A-Haber reports that a small bus transported Khashoggi's body, the location of which remains unknown, from the consulate where he was killed to the official's residence.
Khashoggi entered the embassy in order to prepare documents for his planned marriage but was confronted by a group of more than a dozen men sent to Turkey from Saudi Arabia to slay him.
The Saudis initially claimed that he left the building unharmed but eventually said Khashoggi was killed in a "rogue operation." Reportedly, the CIA and other Western entities say that Saudi Crown Prince Mohammed bin Salman, or MBS, ordered the hit on Khashoggi. MBS claimed the title of crown prince in a coup last year against his cousin Muhammad bin Nayef, making him the country's de-facto ruler since.
As MBS shook up the kingdom, placing former regional ally Qatar under diplomatic and economic embargo and imprisoning world leaders and a number of high-ranking Saudi officials in the capital, Khashoggi, a longtime ally of the royal family, became increasingly ostracized. Despite discussing plans to set up a pro-Saudi think tank in Washington, DC, Khashoggi opted instead to take a job writing columns for the Washington Post.

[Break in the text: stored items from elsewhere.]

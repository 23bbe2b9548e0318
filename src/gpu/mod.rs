//! GPU resource layer.
//!
//! [`RenderContext`] is a small immediate-mode surface over opaque object ids,
//! shaped after what a multi-pass effect chain needs: shaders, programs,
//! static vertex buffers, textures and framebuffers, plus the draw state to
//! run one pass. [`Surface`] hands out contexts and delivers device signals.
//!
//! Two backends live here: [`WgpuContext`] renders to a window, and
//! [`RecordingContext`] keeps an object table and call log without a GPU.

mod device;
mod recording;
mod wgpu_context;

pub use device::GpuDevice;
pub use recording::{Call, DeviceState, RecordingContext, RecordingSurface};
pub use wgpu_context::{WgpuContext, WindowSurface};

use crate::effect::ComponentType;
use crate::frame::VideoFrame;
use crate::shader::{ShaderSource, ShaderStage};

macro_rules! object_id {
    ($($(#[$doc:meta])* $name:ident),* $(,)?) => {
        $(
            $(#[$doc])*
            #[derive(Debug, Clone, Copy, PartialEq, Eq, Hash, PartialOrd, Ord)]
            pub struct $name(pub u32);
        )*
    };
}

object_id!(
    /// Compiled shader stage.
    ShaderId,
    /// Linked vertex + fragment pair.
    ProgramId,
    /// Static vertex buffer.
    BufferId,
    /// 2D RGBA texture.
    TextureId,
    /// Render target wrapping one texture.
    FramebufferId,
);

/// Shader input slot of a vertex attribute.
#[derive(Debug, Clone, Copy, PartialEq, Eq, Hash)]
pub struct AttributeLocation(pub u32);

/// Handle of one uniform inside a program.
#[derive(Debug, Clone, Copy, PartialEq, Eq, Hash)]
pub struct UniformLocation(pub u32);

/// Primitive assembly for a draw call.
#[derive(Debug, Clone, Copy, PartialEq, Eq, Hash)]
pub enum DrawMode {
    TriangleStrip,
    Triangles,
}

/// Where texture row zero ends up when sampled at `v = 0`.
#[derive(Debug, Clone, Copy, PartialEq, Eq)]
pub enum TextureOrigin {
    TopLeft,
    BottomLeft,
}

/// How a vertex buffer feeds one attribute: tightly packed, not normalized.
#[derive(Debug, Clone, Copy, PartialEq, Eq, Hash)]
pub struct VertexLayout {
    pub component_count: u8,
    pub component_type: ComponentType,
}

/// Options requested when acquiring a context.
#[derive(Debug, Clone, Copy, PartialEq, Eq)]
pub struct ContextAttributes {
    pub antialias: bool,
    pub depth: bool,
    pub stencil: bool,
    pub preserve_drawing_buffer: bool,
    pub premultiplied_alpha: bool,
}

impl Default for ContextAttributes {
    fn default() -> Self {
        Self {
            antialias: false,
            depth: false,
            stencil: false,
            preserve_drawing_buffer: false,
            premultiplied_alpha: false,
        }
    }
}

/// Device lifecycle notifications.
#[derive(Debug, Clone, Copy, PartialEq, Eq, Hash)]
pub enum SignalKind {
    ContextLost,
    ContextRestored,
}

/// A drawable surface (window, canvas, offscreen target).
pub trait Surface {
    type Context: RenderContext;

    /// Acquires a fresh context, or `None` when no device is available.
    fn get_context(&mut self, attributes: &ContextAttributes) -> Option<Self::Context>;

    fn subscribe(&mut self, kind: SignalKind);

    fn unsubscribe(&mut self, kind: SignalKind);

    /// Pops the next pending signal of a subscribed kind.
    fn next_signal(&mut self) -> Option<SignalKind>;

    /// Claims a signal. A claimed loss makes the surface deliver a restore
    /// once a device is available again.
    fn prevent_default(&mut self, kind: SignalKind);
}

/// Immediate-mode rendering context bound to one surface.
///
/// Deleting an id twice or using a deleted id is a caller bug; backends
/// log it and otherwise ignore the call. While the device is lost every
/// call is a no-op.
pub trait RenderContext {
    fn texture_origin(&self) -> TextureOrigin;

    fn is_lost(&self) -> bool;

    fn create_shader(&mut self, stage: ShaderStage, source: &ShaderSource) -> Result<ShaderId, String>;

    fn delete_shader(&mut self, shader: ShaderId);

    fn create_program(&mut self, vertex: ShaderId, fragment: ShaderId) -> Result<ProgramId, String>;

    fn delete_program(&mut self, program: ProgramId);

    fn attribute_location(&self, program: ProgramId, name: &str) -> Option<AttributeLocation>;

    /// Component type the program reads an attribute as. `Some(None)` marks
    /// an input no `ComponentType` can feed.
    fn attribute_type(&self, program: ProgramId, name: &str) -> Option<Option<ComponentType>>;

    fn uniform_location(&self, program: ProgramId, name: &str) -> Option<UniformLocation>;

    /// Creates a static vertex buffer. Int data is truncated on upload.
    fn create_buffer(&mut self, data: &[f32], component_type: ComponentType) -> BufferId;

    fn delete_buffer(&mut self, buffer: BufferId);

    /// Creates an RGBA texture with nearest filtering and clamp-to-edge wrapping.
    fn create_texture(&mut self, width: u32, height: u32) -> TextureId;

    /// Reallocates texture storage, keeping the id.
    fn resize_texture(&mut self, texture: TextureId, width: u32, height: u32);

    fn delete_texture(&mut self, texture: TextureId);

    fn create_framebuffer(&mut self, texture: TextureId) -> FramebufferId;

    fn delete_framebuffer(&mut self, framebuffer: FramebufferId);

    /// Selects the render target; `None` is the surface itself.
    fn bind_framebuffer(&mut self, framebuffer: Option<FramebufferId>);

    fn bind_texture(&mut self, texture: TextureId);

    /// Uploads a frame into the texture, converting to RGBA as needed.
    fn upload_frame(&mut self, texture: TextureId, frame: &VideoFrame, flip_y: bool);

    fn use_program(&mut self, program: ProgramId);

    fn vertex_attribute(&mut self, location: AttributeLocation, buffer: BufferId, layout: VertexLayout);

    /// Sets a uniform of the current program. Int values are truncated.
    fn uniform(&mut self, location: UniformLocation, component_type: ComponentType, values: &[f32]);

    fn draw_arrays(&mut self, mode: DrawMode, first: u32, count: u32);

    /// Ends the frame: submits recorded work and presents the surface.
    fn finish_frame(&mut self);

    fn viewport(&mut self, width: u32, height: u32);

    /// Size of the drawing buffer.
    fn backing_size(&self) -> (u32, u32);

    fn set_backing_size(&mut self, width: u32, height: u32);

    /// Size the surface is displayed at.
    fn display_size(&self) -> (u32, u32);
}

An executive at the Qatar Foundation International, Maggie Salem, would "shape" those columns, including "proposing topics, drafting material and prodding [Khashoggi] to take a harder line against the Saudi government," the Washington Post admitted earlier in December.
"A voluminous collection of messages obtained by The Post" shows their own writer "accepted significant help with his columns," including allowing Salem to pre-review his pieces and propose language to be included in the columns before he sent them to his Post editor, Karen Attiah. The foundation also paid a translator and a researcher whom Khashoggi relied on.
Saudi Arabia was, according to The Post, aware of Khashoggi's connections to the pro-Qatar institute prior to his killing, potentially due to the assistance of Israeli-made spyware.